(Stored dataset items)
———

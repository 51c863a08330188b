//! In-memory fakes for storage traits (testing only)
//!
//! Provides `MemoryProjectStore`, which satisfies the `ProjectStore`
//! contract without touching the filesystem.

use std::sync::Mutex;

use async_trait::async_trait;

use crate::schema::ProjectRecord;
use crate::storage_traits::*;

/// In-memory project store backed by an ordered `Vec`.
#[derive(Debug, Default)]
pub struct MemoryProjectStore {
    records: Mutex<Vec<ProjectRecord>>,
}

impl MemoryProjectStore {
    pub fn new() -> Self {
        Self::default()
    }

    /// Number of stored records.
    pub fn len(&self) -> usize {
        self.records.lock().unwrap().len()
    }

    pub fn is_empty(&self) -> bool {
        self.len() == 0
    }
}

#[async_trait]
impl ProjectStore for MemoryProjectStore {
    async fn upsert(&self, record: &ProjectRecord) -> StorageResult<()> {
        check_record(record)?;
        let mut records = self.records.lock().unwrap();
        upsert_in(&mut records, record);
        Ok(())
    }

    async fn get(&self, id: &str) -> StorageResult<Option<ProjectRecord>> {
        let records = self.records.lock().unwrap();
        Ok(records.iter().find(|r| r.id == id).cloned())
    }

    async fn delete(&self, id: &str) -> StorageResult<bool> {
        let mut records = self.records.lock().unwrap();
        let before = records.len();
        records.retain(|r| r.id != id);
        Ok(records.len() != before)
    }

    async fn list_all(&self) -> StorageResult<Vec<ProjectRecord>> {
        Ok(self.records.lock().unwrap().clone())
    }
}
//! Retry wrapper timing under paused tokio time.

use std::sync::atomic::{AtomicUsize, Ordering};
use std::sync::Arc;
use std::time::Duration;

use reelswarm_core::fakes::ScriptedGenerator;
use reelswarm_core::provider::retry_with_backoff;
use reelswarm_core::{GenerationRequest, Generator, ProviderError, RetryPolicy, RetryingGenerator};

fn policy(max_retries: u32) -> RetryPolicy {
    RetryPolicy {
        max_retries,
        initial_delay_ms: 100,
    }
}

#[tokio::test(start_paused = true)]
async fn test_transient_failures_back_off_then_succeed() {
    let inner = ScriptedGenerator::new().respond("Writer", |_, n| {
        if n < 2 {
            Err(ProviderError::Failed("socket closed".to_string()))
        } else {
            Ok("done".to_string())
        }
    });
    let generator = RetryingGenerator::new(inner, policy(5));

    let started = tokio::time::Instant::now();
    let text = generator
        .invoke(&GenerationRequest::text("Writer", "go"))
        .await
        .unwrap();
    let elapsed = started.elapsed();

    assert_eq!(text, "done");
    // 100ms + 200ms of base delay, plus at most 1s of jitter per retry.
    assert!(elapsed >= Duration::from_millis(300));
    assert!(elapsed <= Duration::from_millis(2_400));
}

#[tokio::test(start_paused = true)]
async fn test_exhausted_attempts_return_last_error() {
    let calls = Arc::new(AtomicUsize::new(0));
    let counter = calls.clone();

    let err = retry_with_backoff(&policy(3), "Writer", || {
        let counter = counter.clone();
        async move {
            let n = counter.fetch_add(1, Ordering::SeqCst);
            Err::<(), _>(ProviderError::Failed(format!("attempt {n}")))
        }
    })
    .await
    .unwrap_err();

    assert_eq!(calls.load(Ordering::SeqCst), 3);
    assert!(err.to_string().contains("attempt 2"));
}

#[tokio::test(start_paused = true)]
async fn test_rate_limits_wait_twice_as_long() {
    let calls = Arc::new(AtomicUsize::new(0));
    let counter = calls.clone();

    let started = tokio::time::Instant::now();
    let value = retry_with_backoff(&policy(2), "Writer", || {
        let counter = counter.clone();
        async move {
            if counter.fetch_add(1, Ordering::SeqCst) == 0 {
                Err(ProviderError::RateLimited("429 quota".to_string()))
            } else {
                Ok(7)
            }
        }
    })
    .await
    .unwrap();
    let elapsed = started.elapsed();

    assert_eq!(value, 7);
    assert!(elapsed >= Duration::from_millis(200));
    assert!(elapsed <= Duration::from_millis(5_300));
}

#[tokio::test(start_paused = true)]
async fn test_missing_api_key_is_not_retried() {
    let calls = Arc::new(AtomicUsize::new(0));
    let counter = calls.clone();

    let started = tokio::time::Instant::now();
    let err = retry_with_backoff(&policy(10), "Writer", || {
        let counter = counter.clone();
        async move {
            counter.fetch_add(1, Ordering::SeqCst);
            Err::<(), _>(ProviderError::MissingApiKey)
        }
    })
    .await
    .unwrap_err();

    assert!(matches!(err, ProviderError::MissingApiKey));
    assert_eq!(calls.load(Ordering::SeqCst), 1);
    assert!(started.elapsed() < Duration::from_millis(1));
}
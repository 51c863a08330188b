use std::io::Write;
use std::path::{Path, PathBuf};

use async_trait::async_trait;
use serde::{Deserialize, Serialize};
use tempfile::NamedTempFile;
use tokio::sync::Mutex;
use tracing::{debug, warn};

use crate::error::StorageError;
use crate::schema::ProjectRecord;
use crate::storage_traits::*;

#[derive(Debug, Default, Serialize, Deserialize)]
struct Document {
    #[serde(default)]
    projects: Vec<ProjectRecord>,
}

/// Project store backed by a single JSON document `{"projects": [...]}`.
///
/// Every write rewrites the whole file through a temp file and rename.
/// A missing file reads as an empty store; a corrupt file is logged and
/// also reads as empty, and is replaced by the next write.
pub struct JsonFileStore {
    path: PathBuf,
    lock: Mutex<()>,
}

impl JsonFileStore {
    /// Open (or lazily create) the store at `path`.
    pub fn new(path: impl Into<PathBuf>) -> Self {
        Self {
            path: path.into(),
            lock: Mutex::new(()),
        }
    }

    /// Store at `<data_dir>/database.json`.
    pub fn in_dir(data_dir: impl AsRef<Path>) -> Self {
        Self::new(data_dir.as_ref().join("database.json"))
    }

    pub fn path(&self) -> &Path {
        &self.path
    }

    async fn load(&self) -> StorageResult<Document> {
        let bytes = match tokio::fs::read(&self.path).await {
            Ok(bytes) => bytes,
            Err(e) if e.kind() == std::io::ErrorKind::NotFound => return Ok(Document::default()),
            Err(e) => return Err(e.into()),
        };

        match serde_json::from_slice(&bytes) {
            Ok(doc) => Ok(doc),
            Err(e) => {
                warn!(path = %self.path.display(), error = %e, "project database unreadable, starting empty");
                Ok(Document::default())
            }
        }
    }

    async fn save(&self, doc: &Document) -> StorageResult<()> {
        let bytes = serde_json::to_vec_pretty(doc)?;
        let path = self.path.clone();

        tokio::task::spawn_blocking(move || -> StorageResult<()> {
            let dir = match path.parent() {
                Some(p) if !p.as_os_str().is_empty() => p.to_path_buf(),
                _ => PathBuf::from("."),
            };
            std::fs::create_dir_all(&dir)?;

            let mut tmp = NamedTempFile::new_in(&dir)?;
            tmp.write_all(&bytes)?;
            tmp.persist(&path).map_err(|e| e.error)?;
            Ok(())
        })
        .await
        .map_err(|e| StorageError::Task(e.to_string()))??;

        debug!(path = %self.path.display(), projects = doc.projects.len(), "project database written");
        Ok(())
    }
}

#[async_trait]
impl ProjectStore for JsonFileStore {
    async fn upsert(&self, record: &ProjectRecord) -> StorageResult<()> {
        check_record(record)?;
        let _guard = self.lock.lock().await;
        let mut doc = self.load().await?;
        upsert_in(&mut doc.projects, record);
        self.save(&doc).await
    }

    async fn get(&self, id: &str) -> StorageResult<Option<ProjectRecord>> {
        let _guard = self.lock.lock().await;
        let doc = self.load().await?;
        Ok(doc.projects.into_iter().find(|r| r.id == id))
    }

    async fn delete(&self, id: &str) -> StorageResult<bool> {
        let _guard = self.lock.lock().await;
        let mut doc = self.load().await?;
        let before = doc.projects.len();
        doc.projects.retain(|r| r.id != id);
        if doc.projects.len() == before {
            return Ok(false);
        }
        self.save(&doc).await?;
        Ok(true)
    }

    async fn list_all(&self) -> StorageResult<Vec<ProjectRecord>> {
        let _guard = self.lock.lock().await;
        Ok(self.load().await?.projects)
    }
}

#[cfg(test)]
mod tests {
    use super::*;

    #[tokio::test]
    async fn missing_file_reads_empty() {
        let dir = tempfile::tempdir().unwrap();
        let store = JsonFileStore::in_dir(dir.path());
        assert!(store.list_all().await.unwrap().is_empty());
        assert!(!store.path().exists());
    }

    #[tokio::test]
    async fn corrupt_file_reads_empty_and_is_replaced() {
        let dir = tempfile::tempdir().unwrap();
        let store = JsonFileStore::in_dir(dir.path());
        std::fs::write(store.path(), b"{not json").unwrap();

        assert!(store.list_all().await.unwrap().is_empty());

        store
            .upsert(&ProjectRecord::new("proj_1", "History", "Rome"))
            .await
            .unwrap();
        let raw = std::fs::read_to_string(store.path()).unwrap();
        let value: serde_json::Value = serde_json::from_str(&raw).unwrap();
        assert_eq!(value["projects"][0]["id"], "proj_1");
    }

    #[tokio::test]
    async fn creates_parent_directories() {
        let dir = tempfile::tempdir().unwrap();
        let store = JsonFileStore::new(dir.path().join("nested/deeper/db.json"));
        store
            .upsert(&ProjectRecord::new("proj_1", "n", "t"))
            .await
            .unwrap();
        assert!(store.path().exists());
    }
}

———

◆ YOUR OBJECTIVE
Would you please return all lines of the data that include the word "JsonFileStore"?

◆ SOLUTION BELOW
pub struct JsonFileStore {
impl JsonFileStore {
impl ProjectStore for JsonFileStore {
        let store = JsonFileStore::in_dir(dir.path());
        let store = JsonFileStore::in_dir(dir.path());
        let store = JsonFileStore::new(dir.path().join("nested/deeper/db.json"));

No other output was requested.